The BC Hockey League is said to be awaiting word from the province on whether it can hold an abbreviated season this year.

Chris Hebb, the commissioner of the Junior A league, has reportedly contacted Dr. Bonnie Henry, Premier John Horgan, and others to urge them to allow a shortened schedule of games.

The BCHL says the deadline for approval is Wednesday (March 3), or the team owners will likely vote to cancel the season.

The news that Nanaimo Clippers owner Wes Mussio plans to sell the BC Hockey League team has the city’s Mayor, Leonard Krog concerned about the possible loss to his city.

Mussio posted on social media over the weekend that the financial strain of the COVID-19 pandemic has prompted him to put his BC Hockey League team up for sale.

Krog says Nanaimo is a “sports city” with a lot of pride in the Clippers and has its own sports hall of fame.

He says the economic side of having the team is a huge benefit to the community, but he says there is also the “opportunity for young athletes to get their foot in the door, so to speak, many of whom go on to very successful careers,” and the sports scholarships that can help others with their post-secondary education.

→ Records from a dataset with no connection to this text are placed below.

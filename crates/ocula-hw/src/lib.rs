//! ocula-hw — Hardware abstraction for webcam capture.
//!
//! Provides V4L2-based camera access by integer device index and
//! YUYV-to-RGB frame conversion.

pub mod camera;
pub mod frame;

pub use camera::{Camera, CameraError, CameraStream, DeviceInfo};
pub use frame::Frame;
//! Calibration data model and the offset+scale fit.
//!
//! The fit is deliberately first-order: a uniform offset and scale per axis,
//! no cross-axis terms. That is adequate because the fixation targets are
//! laid out symmetrically (3×3 grid or 5-point cross), and it keeps the
//! persisted format to four scalars.

use crate::types::GazeRatio;
use serde::{Deserialize, Serialize};
use std::time::{SystemTime, UNIX_EPOCH};

/// A fixation target paired with the gaze-ratio samples recorded while the
/// user looked at it. Targets are positioned as screen ratios in [0,1].
#[derive(Debug, Clone)]
pub struct CalibrationPoint {
    pub target_h: f32,
    pub target_v: f32,
    samples: Vec<GazeRatio>,
}

impl CalibrationPoint {
    pub fn new(target_h: f32, target_v: f32) -> Self {
        Self {
            target_h,
            target_v,
            samples: Vec::new(),
        }
    }

    /// Record one gaze measurement for this target.
    pub fn add_sample(&mut self, sample: GazeRatio) {
        self.samples.push(sample);
    }

    pub fn sample_count(&self) -> usize {
        self.samples.len()
    }

    /// Mean of all recorded samples; centered gaze when none were recorded.
    pub fn average_gaze(&self) -> GazeRatio {
        if self.samples.is_empty() {
            return GazeRatio::CENTER;
        }
        let n = self.samples.len() as f32;
        let (sum_h, sum_v) = self
            .samples
            .iter()
            .fold((0.0f32, 0.0f32), |(h, v), s| (h + s.h, v + s.v));
        GazeRatio::new(sum_h / n, sum_v / n)
    }
}

/// Fitted calibration constants, persisted as JSON.
///
/// `timestamp` is epoch seconds at fit time; `num_points` records how many
/// fixation targets produced the fit. Loaded parameters are treated as
/// immutable configuration.
#[derive(Debug, Clone, PartialEq, Serialize, Deserialize)]
pub struct CalibrationParameters {
    pub h_offset: f32,
    pub v_offset: f32,
    pub h_scale: f32,
    pub v_scale: f32,
    pub num_points: usize,
    pub timestamp: f64,
}

impl CalibrationParameters {
    /// Fit offset and scale from a completed calibration walk.
    ///
    /// Offset is the difference between the gaze centroid and the target
    /// centroid. Scale is the ratio of target spread to gaze spread
    /// (population standard deviation), defaulting to 1.0 on any axis with
    /// zero gaze spread.
    pub fn fit(points: &[CalibrationPoint]) -> Self {
        let averages: Vec<GazeRatio> = points.iter().map(|p| p.average_gaze()).collect();
        let targets: Vec<(f32, f32)> = points.iter().map(|p| (p.target_h, p.target_v)).collect();

        let gaze_center_h = mean(averages.iter().map(|g| g.h));
        let gaze_center_v = mean(averages.iter().map(|g| g.v));
        let target_center_h = mean(targets.iter().map(|t| t.0));
        let target_center_v = mean(targets.iter().map(|t| t.1));

        let gaze_spread_h = std_dev(averages.iter().map(|g| g.h));
        let gaze_spread_v = std_dev(averages.iter().map(|g| g.v));
        let target_spread_h = std_dev(targets.iter().map(|t| t.0));
        let target_spread_v = std_dev(targets.iter().map(|t| t.1));

        let h_scale = if gaze_spread_h > 0.0 {
            target_spread_h / gaze_spread_h
        } else {
            1.0
        };
        let v_scale = if gaze_spread_v > 0.0 {
            target_spread_v / gaze_spread_v
        } else {
            1.0
        };

        let params = Self {
            h_offset: gaze_center_h - target_center_h,
            v_offset: gaze_center_v - target_center_v,
            h_scale,
            v_scale,
            num_points: points.len(),
            timestamp: epoch_seconds(),
        };

        tracing::info!(
            h_offset = params.h_offset,
            v_offset = params.v_offset,
            h_scale = params.h_scale,
            v_scale = params.v_scale,
            num_points = params.num_points,
            "calibration fitted"
        );

        params
    }

    /// Apply the calibration to a raw gaze ratio: subtract the offset,
    /// multiply by the scale, clamp to [0,1]. Lossy at the clamp edges.
    pub fn apply(&self, raw: GazeRatio) -> GazeRatio {
        GazeRatio::new(
            (raw.h - self.h_offset) * self.h_scale,
            (raw.v - self.v_offset) * self.v_scale,
        )
        .clamped()
    }
}

/// Fixation target layout as screen ratios.
///
/// 9 gives the 3×3 grid, 5 gives center + corners. Any other count falls
/// back to the 5-point cross.
pub fn target_positions(count: usize) -> Vec<(f32, f32)> {
    match count {
        9 => vec![
            (0.1, 0.1), (0.5, 0.1), (0.9, 0.1),
            (0.1, 0.5), (0.5, 0.5), (0.9, 0.5),
            (0.1, 0.9), (0.5, 0.9), (0.9, 0.9),
        ],
        _ => vec![
            (0.5, 0.5),
            (0.1, 0.1), (0.9, 0.1),
            (0.1, 0.9), (0.9, 0.9),
        ],
    }
}

fn mean(values: impl Iterator<Item = f32>) -> f32 {
    let (sum, n) = values.fold((0.0f32, 0usize), |(s, n), v| (s + v, n + 1));
    if n == 0 {
        0.0
    } else {
        sum / n as f32
    }
}

/// Population standard deviation.
fn std_dev(values: impl Iterator<Item = f32> + Clone) -> f32 {
    let m = mean(values.clone());
    let (sum_sq, n) = values.fold((0.0f32, 0usize), |(s, n), v| (s + (v - m) * (v - m), n + 1));
    if n == 0 {
        0.0
    } else {
        (sum_sq / n as f32).sqrt()
    }
}

fn epoch_seconds() -> f64 {
    SystemTime::now()
        .duration_since(UNIX_EPOCH)
        .unwrap_or_default()
        .as_secs_f64()
}
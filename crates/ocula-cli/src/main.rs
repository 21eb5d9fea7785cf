use anyhow::Result;
use clap::{Parser, Subcommand};
use ocula_core::{CalibrationStore, FaceMesh};
use ocula_hw::Camera;
use std::path::PathBuf;

mod calibrate;
mod display;
mod tracker;

use display::Display;
use tracker::Tracker;

#[derive(Parser)]
#[command(name = "ocula", about = "Webcam eye-gaze estimation")]
struct Cli {
    #[command(subcommand)]
    command: Commands,
}

#[derive(clap::Args)]
struct SessionArgs {
    /// Camera device index (/dev/video{N})
    #[arg(long, default_value_t = 0)]
    camera: u32,

    /// Path to the face-mesh ONNX model
    #[arg(long, default_value = "models/face_mesh.onnx")]
    model: String,

    /// Calibration file path
    #[arg(long, default_value = "calibration_data/calibration.json")]
    calibration_file: PathBuf,

    /// Target screen width in pixels
    #[arg(long, default_value_t = 1920)]
    screen_width: u32,

    /// Target screen height in pixels
    #[arg(long, default_value_t = 1080)]
    screen_height: u32,
}

#[derive(Subcommand)]
enum Commands {
    /// Live gaze tracking with overlay ('q' quits, 'c' recalibrates)
    Track {
        #[command(flatten)]
        session: SessionArgs,
    },
    /// Run the calibration walk and save the fitted parameters
    Calibrate {
        #[command(flatten)]
        session: SessionArgs,

        /// Number of fixation targets (9 = grid, 5 = cross)
        #[arg(long, default_value_t = 9)]
        points: usize,

        /// Gaze samples collected per target
        #[arg(long, default_value_t = 30)]
        samples: usize,
    },
    /// Log gaze positions to CSV ('q' quits)
    Log {
        #[command(flatten)]
        session: SessionArgs,

        /// Output CSV path (default: gaze_log_{timestamp}.csv)
        #[arg(long)]
        output: Option<PathBuf>,
    },
    /// List available camera devices
    Devices,
}

fn main() -> Result<()> {
    tracing_subscriber::fmt()
        .with_env_filter(tracing_subscriber::EnvFilter::from_default_env())
        .init();

    let cli = Cli::parse();

    match cli.command {
        Commands::Track { session } => {
            let (camera, mut tracker, mut window) = open_session(&session)?;
            tracker::run_track(&camera, &mut tracker, &mut window)?;
        }
        Commands::Calibrate {
            session,
            points,
            samples,
        } => {
            let (camera, mut tracker, mut window) = open_session(&session)?;
            match calibrate::run_calibration(&camera, &mut tracker, &mut window, points, samples)? {
                Some(params) => tracker.set_calibration(params),
                None => println!("Calibration cancelled."),
            }
        }
        Commands::Log { session, output } => {
            let output = output.unwrap_or_else(|| {
                let stamp = chrono::Local::now().format("%Y%m%d_%H%M%S");
                PathBuf::from(format!("gaze_log_{stamp}.csv"))
            });
            let (camera, mut tracker, mut window) = open_session(&session)?;
            tracker::run_log(&camera, &mut tracker, &mut window, &output)?;
        }
        Commands::Devices => {
            let devices = Camera::list_devices();
            if devices.is_empty() {
                println!("No capture devices found.");
            } else {
                println!("{:<6} | {:<12} | {:<30} | {}", "Index", "Path", "Name", "Driver");
                println!("{}", "-".repeat(70));
                for d in devices {
                    println!("{:<6} | {:<12} | {:<30} | {}", d.index, d.path, d.name, d.driver);
                }
            }
        }
    }

    Ok(())
}

/// Open the camera, load the model, and build the tracker and window.
/// Camera failure here aborts the session — the one fatal condition.
fn open_session(args: &SessionArgs) -> Result<(Camera, Tracker, Display)> {
    let camera = Camera::open(args.camera)?;
    let mesh = FaceMesh::load(&args.model)?;
    let store = CalibrationStore::new(&args.calibration_file);
    let tracker = Tracker::new(mesh, store, args.screen_width, args.screen_height);
    let window = Display::new("Ocula", camera.width as usize, camera.height as usize)?;
    Ok((camera, tracker, window))
}
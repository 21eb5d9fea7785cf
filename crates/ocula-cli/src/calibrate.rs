//! Interactive calibration walk.
//!
//! Steps the user through the fixation targets, records gaze-ratio samples
//! per target, and fits the offset+scale parameters. A plain function over
//! its collaborators — the tracking loop calls it directly on keypress and
//! resumes afterwards.

use crate::display::{self, Display, GRAY, GREEN, WHITE};
use crate::tracker::Tracker;
use anyhow::{Context, Result};
use minifb::Key;
use ocula_core::{target_positions, CalibrationParameters, CalibrationPoint};
use std::time::{Duration, Instant};

const COUNTDOWN_SECS: u64 = 3;
const TARGET_RADIUS: i32 = 30;

/// Run the calibration walk.
///
/// Returns `Ok(None)` when the user cancels (ESC or window close);
/// otherwise the fitted parameters. The caller decides whether to persist
/// them.
pub fn run_calibration(
    camera: &ocula_hw::Camera,
    tracker: &mut Tracker,
    window: &mut Display,
    num_points: usize,
    samples_per_point: usize,
) -> Result<Option<CalibrationParameters>> {
    println!("\n=== Eye Tracker Calibration ===");
    println!("Look at each green circle as it appears and keep your gaze steady.");
    println!("Press SPACE to start calibration, ESC to cancel.\n");

    let w = window.width();
    let h = window.height();

    // Wait screen: hollow target in the center until SPACE.
    loop {
        if !window.is_open() || window.key_pressed(Key::Escape) {
            return Ok(None);
        }
        if window.key_pressed(Key::Space) {
            break;
        }
        let mut canvas = display::blank_canvas(w, h);
        display::draw_circle(&mut canvas, w, h, (w / 2) as i32, (h / 2) as i32, TARGET_RADIUS, GRAY);
        window.present(&canvas)?;
    }

    let mut points: Vec<CalibrationPoint> = target_positions(num_points)
        .into_iter()
        .map(|(x, y)| CalibrationPoint::new(x, y))
        .collect();
    let total = points.len();

    let mut stream = camera.stream().context("failed to start capture stream")?;

    for (idx, point) in points.iter_mut().enumerate() {
        println!("Calibration point {}/{}", idx + 1, total);

        let target_x = (point.target_h * w as f32) as i32;
        let target_y = (point.target_v * h as f32) as i32;

        // Countdown: hollow target so the user can settle their gaze.
        let countdown_end = Instant::now() + Duration::from_secs(COUNTDOWN_SECS);
        while Instant::now() < countdown_end {
            if !window.is_open() || window.key_pressed(Key::Escape) {
                return Ok(None);
            }
            let mut canvas = display::blank_canvas(w, h);
            display::draw_circle(&mut canvas, w, h, target_x, target_y, TARGET_RADIUS, GREEN);
            display::fill_circle(&mut canvas, w, h, target_x, target_y, 5, GREEN);
            window.present(&canvas)?;
        }

        // Sampling: filled target plus progress bar. Frames without a
        // detected face are skipped and do not count.
        while point.sample_count() < samples_per_point {
            if !window.is_open() || window.key_pressed(Key::Escape) {
                return Ok(None);
            }

            let frame = stream.next_frame().context("frame capture failed")?;
            if let Some(sample) = tracker.raw_gaze(&frame)? {
                point.add_sample(sample);
            }

            let mut canvas = display::blank_canvas(w, h);
            display::fill_circle(&mut canvas, w, h, target_x, target_y, TARGET_RADIUS, GREEN);
            display::fill_circle(&mut canvas, w, h, target_x, target_y, 5, WHITE);
            draw_progress(&mut canvas, w, h, point.sample_count(), samples_per_point);
            window.present(&canvas)?;
        }

        println!("  Collected {} samples", point.sample_count());
    }
    drop(stream);

    let params = CalibrationParameters::fit(&points);

    println!("\nCalibration parameters:");
    println!(
        "  Horizontal offset: {:.4}, scale: {:.4}",
        params.h_offset, params.h_scale
    );
    println!(
        "  Vertical offset: {:.4}, scale: {:.4}",
        params.v_offset, params.v_scale
    );

    // Completion screen: full-width bar for a couple of seconds.
    let done_end = Instant::now() + Duration::from_secs(2);
    while Instant::now() < done_end && window.is_open() {
        let mut canvas = display::blank_canvas(w, h);
        draw_progress(&mut canvas, w, h, 1, 1);
        display::draw_circle(&mut canvas, w, h, (w / 2) as i32, (h / 2) as i32, TARGET_RADIUS, GREEN);
        window.present(&canvas)?;
    }
    println!("Calibration complete.");

    Ok(Some(params))
}

/// Horizontal progress bar near the bottom of the canvas.
fn draw_progress(canvas: &mut [u8], w: usize, h: usize, done: usize, total: usize) {
    let bar_width = 300.min(w as i32 - 40);
    let bar_x = (w as i32 - bar_width) / 2;
    let bar_y = h as i32 - 100;
    let progress = if total == 0 {
        0.0
    } else {
        done as f32 / total as f32
    };

    display::draw_rect(canvas, w, h, bar_x, bar_y, bar_width, 30, GRAY);
    display::fill_rect(
        canvas,
        w,
        h,
        bar_x,
        bar_y,
        (bar_width as f32 * progress) as i32,
        30,
        GREEN,
    );
}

Krog says community leaders on the Island hope the government recognizes the importance of sports to communities when thinking about who should receive financial assistance, as has been done for other businesses.

“Historically, you don’t help private enterprise too much but this is an unusual circumstance and we’ve certainly extended assistance to various businesses through programs both provincial and federal.”

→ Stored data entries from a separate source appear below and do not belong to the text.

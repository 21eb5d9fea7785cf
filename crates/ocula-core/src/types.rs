use serde::{Deserialize, Serialize};

/// A 2D point in frame pixel space.
#[derive(Debug, Clone, Copy, Default, PartialEq, Serialize, Deserialize)]
pub struct Point2 {
    pub x: f32,
    pub y: f32,
}

impl Point2 {
    pub fn new(x: f32, y: f32) -> Self {
        Self { x, y }
    }
}

/// Normalized iris position within the eye's bounding box.
///
/// Both axes live in [0,1]; 0.5 is the box center. Values are clamped at
/// computation time, so downstream code may rely on the range.
#[derive(Debug, Clone, Copy, PartialEq, Serialize, Deserialize)]
pub struct GazeRatio {
    /// Horizontal ratio: 0 = box left edge, 1 = right edge.
    pub h: f32,
    /// Vertical ratio: 0 = box top edge, 1 = bottom edge.
    pub v: f32,
}

impl GazeRatio {
    /// Centered gaze, used when the eye box is degenerate or no samples exist.
    pub const CENTER: GazeRatio = GazeRatio { h: 0.5, v: 0.5 };

    pub fn new(h: f32, v: f32) -> Self {
        Self { h, v }
    }

    /// Clamp both axes to [0,1].
    pub fn clamped(self) -> Self {
        Self {
            h: self.h.clamp(0.0, 1.0),
            v: self.v.clamp(0.0, 1.0),
        }
    }
}

/// Per-eye landmark subset for one frame: the iris center and the eye
/// boundary points, both in frame pixel space.
#[derive(Debug, Clone)]
pub struct EyeLandmarks {
    pub iris_center: Point2,
    pub boundary: Vec<Point2>,
}

/// An estimated on-screen position in pixels.
#[derive(Debug, Clone, Copy, PartialEq, Eq, Serialize, Deserialize)]
pub struct ScreenPoint {
    pub x: u32,
    pub y: u32,
}

#[cfg(test)]
mod tests {
    use super::*;

    #[test]
    fn test_gaze_ratio_clamped_in_range() {
        let r = GazeRatio::new(0.3, 0.7).clamped();
        assert_eq!(r, GazeRatio::new(0.3, 0.7));
    }

    #[test]
    fn test_gaze_ratio_clamped_out_of_range() {
        let r = GazeRatio::new(-0.2, 1.4).clamped();
        assert_eq!(r, GazeRatio::new(0.0, 1.0));
    }

    #[test]
    fn test_center_is_half() {
        assert_eq!(GazeRatio::CENTER.h, 0.5);
        assert_eq!(GazeRatio::CENTER.v, 0.5);
    }
}
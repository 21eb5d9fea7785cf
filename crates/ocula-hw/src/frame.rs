//! Frame type and YUYV→RGB conversion.

/// A captured RGB camera frame (3 bytes per pixel, row-major).
#[derive(Clone)]
pub struct Frame {
    pub data: Vec<u8>,
    pub width: u32,
    pub height: u32,
    pub timestamp: std::time::Instant,
    pub sequence: u32,
}

#[derive(Debug, thiserror::Error)]
pub enum FrameError {
    #[error("invalid YUYV length: expected {expected}, got {actual}")]
    InvalidLength { expected: usize, actual: usize },
}

/// Convert packed YUYV (4:2:2) to RGB using BT.601 coefficients.
///
/// YUYV packs two pixels per 4 bytes: [Y0, U, Y1, V], with U/V shared
/// between the pixel pair.
pub fn yuyv_to_rgb(yuyv: &[u8], width: u32, height: u32) -> Result<Vec<u8>, FrameError> {
    let expected = (width * height * 2) as usize;
    if yuyv.len() < expected {
        return Err(FrameError::InvalidLength {
            expected,
            actual: yuyv.len(),
        });
    }

    let mut rgb = Vec::with_capacity((width * height * 3) as usize);
    for quad in yuyv[..expected].chunks_exact(4) {
        let u = quad[1] as f32 - 128.0;
        let v = quad[3] as f32 - 128.0;
        for &y in &[quad[0], quad[2]] {
            let y = y as f32;
            let r = y + 1.402 * v;
            let g = y - 0.344_136 * u - 0.714_136 * v;
            let b = y + 1.772 * u;
            rgb.push(r.round().clamp(0.0, 255.0) as u8);
            rgb.push(g.round().clamp(0.0, 255.0) as u8);
            rgb.push(b.round().clamp(0.0, 255.0) as u8);
        }
    }

    Ok(rgb)
}

#[cfg(test)]
mod tests {
    use super::*;

    #[test]
    fn test_yuyv_to_rgb_neutral_chroma_is_gray() {
        // U = V = 128 means zero chroma: RGB should equal Y.
        let yuyv = vec![100, 128, 200, 128];
        let rgb = yuyv_to_rgb(&yuyv, 2, 1).unwrap();
        assert_eq!(rgb, vec![100, 100, 100, 200, 200, 200]);
    }

    #[test]
    fn test_yuyv_to_rgb_red_push() {
        // V above neutral pushes red up and green down.
        let yuyv = vec![128, 128, 128, 255];
        let rgb = yuyv_to_rgb(&yuyv, 2, 1).unwrap();
        assert!(rgb[0] > 128, "red should increase: {}", rgb[0]);
        assert!(rgb[1] < 128, "green should decrease: {}", rgb[1]);
        assert_eq!(rgb[2], 128, "blue unaffected by V");
    }

    #[test]
    fn test_yuyv_to_rgb_output_length() {
        let yuyv = vec![128u8; 4 * 2 * 2]; // 4x2 frame
        let rgb = yuyv_to_rgb(&yuyv, 4, 2).unwrap();
        assert_eq!(rgb.len(), 4 * 2 * 3);
    }

    #[test]
    fn test_yuyv_invalid_length() {
        let yuyv = vec![100, 128]; // too short for 2x1
        assert!(yuyv_to_rgb(&yuyv, 2, 1).is_err());
    }

    #[test]
    fn test_yuyv_to_rgb_clamps() {
        // Max luma with strong chroma must clamp, not wrap.
        let yuyv = vec![255, 0, 255, 255];
        let rgb = yuyv_to_rgb(&yuyv, 2, 1).unwrap();
        assert_eq!(rgb[0], 255); // red saturates
        assert!(rgb[2] < 255, "blue pulled down by negative U");
    }
}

North Cowichan Mayor Al Siebring says the lack of games for the BCHL is a considerable loss to the communities that have teams.

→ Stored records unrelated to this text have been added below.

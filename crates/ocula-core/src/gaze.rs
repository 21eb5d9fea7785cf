//! Gaze-ratio computation and screen-position mapping.
//!
//! Pure geometry: the iris center is located within the axis-aligned
//! bounding box of the eye boundary landmarks, producing a normalized
//! ratio per axis. Both eyes are averaged and optionally calibrated
//! before mapping to screen pixels.

use crate::calibration::CalibrationParameters;
use crate::types::{GazeRatio, Point2, ScreenPoint};

/// Compute the normalized iris position within the eye's bounding box.
///
/// The box is the axis-aligned extent of `boundary`. A box with zero width
/// or height (all landmarks collinear) yields the centered ratio rather
/// than a division by zero. Output is clamped to [0,1] per axis, so an
/// iris center slightly outside the box still produces a valid ratio.
pub fn gaze_ratio(iris_center: Point2, boundary: &[Point2]) -> GazeRatio {
    if boundary.is_empty() {
        return GazeRatio::CENTER;
    }

    let mut min_x = f32::INFINITY;
    let mut min_y = f32::INFINITY;
    let mut max_x = f32::NEG_INFINITY;
    let mut max_y = f32::NEG_INFINITY;

    for p in boundary {
        min_x = min_x.min(p.x);
        min_y = min_y.min(p.y);
        max_x = max_x.max(p.x);
        max_y = max_y.max(p.y);
    }

    let width = max_x - min_x;
    let height = max_y - min_y;

    if width == 0.0 || height == 0.0 {
        return GazeRatio::CENTER;
    }

    GazeRatio::new(
        (iris_center.x - min_x) / width,
        (iris_center.y - min_y) / height,
    )
    .clamped()
}

/// Map left/right eye gaze ratios to a screen pixel position.
///
/// Both eyes are averaged per axis, calibration is applied when present,
/// then the horizontal axis is inverted: looking left displaces the iris
/// to the frame's right, so ratio and gaze direction are mirrored.
pub fn screen_position(
    left: GazeRatio,
    right: GazeRatio,
    calibration: Option<&CalibrationParameters>,
    screen_width: u32,
    screen_height: u32,
) -> ScreenPoint {
    let mut avg = GazeRatio::new((left.h + right.h) / 2.0, (left.v + right.v) / 2.0);

    if let Some(params) = calibration {
        avg = params.apply(avg);
    }

    ScreenPoint {
        x: ((1.0 - avg.h) * screen_width as f32) as u32,
        y: (avg.v * screen_height as f32) as u32,
    }
}

#[cfg(test)]
mod tests {
    use super::*;

    fn boundary_box(x0: f32, y0: f32, x1: f32, y1: f32) -> Vec<Point2> {
        vec![
            Point2::new(x0, y0),
            Point2::new(x1, y0),
            Point2::new(x1, y1),
            Point2::new(x0, y1),
        ]
    }

    #[test]
    fn test_center_of_box_is_half() {
        let boundary = boundary_box(100.0, 50.0, 140.0, 70.0);
        let ratio = gaze_ratio(Point2::new(120.0, 60.0), &boundary);
        assert!((ratio.h - 0.5).abs() < 1e-6);
        assert!((ratio.v - 0.5).abs() < 1e-6);
    }

    #[test]
    fn test_iris_inside_box_stays_in_range() {
        let boundary = boundary_box(10.0, 20.0, 50.0, 36.0);
        for &(x, y) in &[(10.0, 20.0), (50.0, 36.0), (12.5, 33.0), (47.0, 21.0)] {
            let ratio = gaze_ratio(Point2::new(x, y), &boundary);
            assert!((0.0..=1.0).contains(&ratio.h), "h out of range: {}", ratio.h);
            assert!((0.0..=1.0).contains(&ratio.v), "v out of range: {}", ratio.v);
        }
    }

    #[test]
    fn test_iris_at_box_min_is_zero() {
        let boundary = boundary_box(10.0, 20.0, 50.0, 40.0);
        let ratio = gaze_ratio(Point2::new(10.0, 20.0), &boundary);
        assert_eq!(ratio, GazeRatio::new(0.0, 0.0));
    }

    #[test]
    fn test_degenerate_box_zero_width() {
        let boundary = vec![Point2::new(30.0, 10.0), Point2::new(30.0, 25.0)];
        assert_eq!(gaze_ratio(Point2::new(30.0, 15.0), &boundary), GazeRatio::CENTER);
    }

    #[test]
    fn test_degenerate_box_zero_height() {
        let boundary = vec![Point2::new(10.0, 40.0), Point2::new(35.0, 40.0)];
        assert_eq!(gaze_ratio(Point2::new(20.0, 40.0), &boundary), GazeRatio::CENTER);
    }

    #[test]
    fn test_empty_boundary() {
        assert_eq!(gaze_ratio(Point2::new(1.0, 2.0), &[]), GazeRatio::CENTER);
    }

    #[test]
    fn test_iris_outside_box_clamps() {
        let boundary = boundary_box(10.0, 10.0, 20.0, 20.0);
        let ratio = gaze_ratio(Point2::new(25.0, 5.0), &boundary);
        assert_eq!(ratio, GazeRatio::new(1.0, 0.0));
    }

    #[test]
    fn test_screen_position_center() {
        let pos = screen_position(GazeRatio::CENTER, GazeRatio::CENTER, None, 1920, 1080);
        assert_eq!(pos, ScreenPoint { x: 960, y: 540 });
    }

    #[test]
    fn test_screen_position_horizontal_inversion() {
        // Iris toward the frame's right (h near 1) means the user looks left.
        let right_of_box = GazeRatio::new(1.0, 0.5);
        let pos = screen_position(right_of_box, right_of_box, None, 1920, 1080);
        assert_eq!(pos.x, 0);

        let left_of_box = GazeRatio::new(0.0, 0.5);
        let pos = screen_position(left_of_box, left_of_box, None, 1920, 1080);
        assert_eq!(pos.x, 1920);
    }

    #[test]
    fn test_screen_position_averages_eyes() {
        let left = GazeRatio::new(0.4, 0.2);
        let right = GazeRatio::new(0.6, 0.4);
        let pos = screen_position(left, right, None, 1000, 1000);
        // avg = (0.5, 0.3) -> x = (1 - 0.5) * 1000, y = 0.3 * 1000
        assert_eq!(pos, ScreenPoint { x: 500, y: 300 });
    }

    #[test]
    fn test_screen_position_vertical_direct() {
        let down = GazeRatio::new(0.5, 1.0);
        let pos = screen_position(down, down, None, 800, 600);
        assert_eq!(pos.y, 600);
    }
}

He says being the home of the Cowichan Capitals brings many economic benefits: “there’s bus charters, there’s hotel rooms, there’s restaurants when eight to nine-hundred fans gather at the community centre and then the game is over they tend to fan out to restaurants and stuff.”

Siebring says the club estimates it was contributing “in excess of three million dollars to the local economy every year.”

He also says there are other good reasons to support the hockey league, such as scholarships for players and development for young participants.

Alberta has given approval to the WHL to resume play this year and Siebring believes it is possible to allow it here.

“California has reopened a lot of minor sports, including even football which is as much of a contact sport, if not more, than hockey, so it can be done.”

In Nanaimo, Krog wonders that if the team is lost now, “will they ever be back in the near future?”

He says most people would want a sports team in Nanaimo.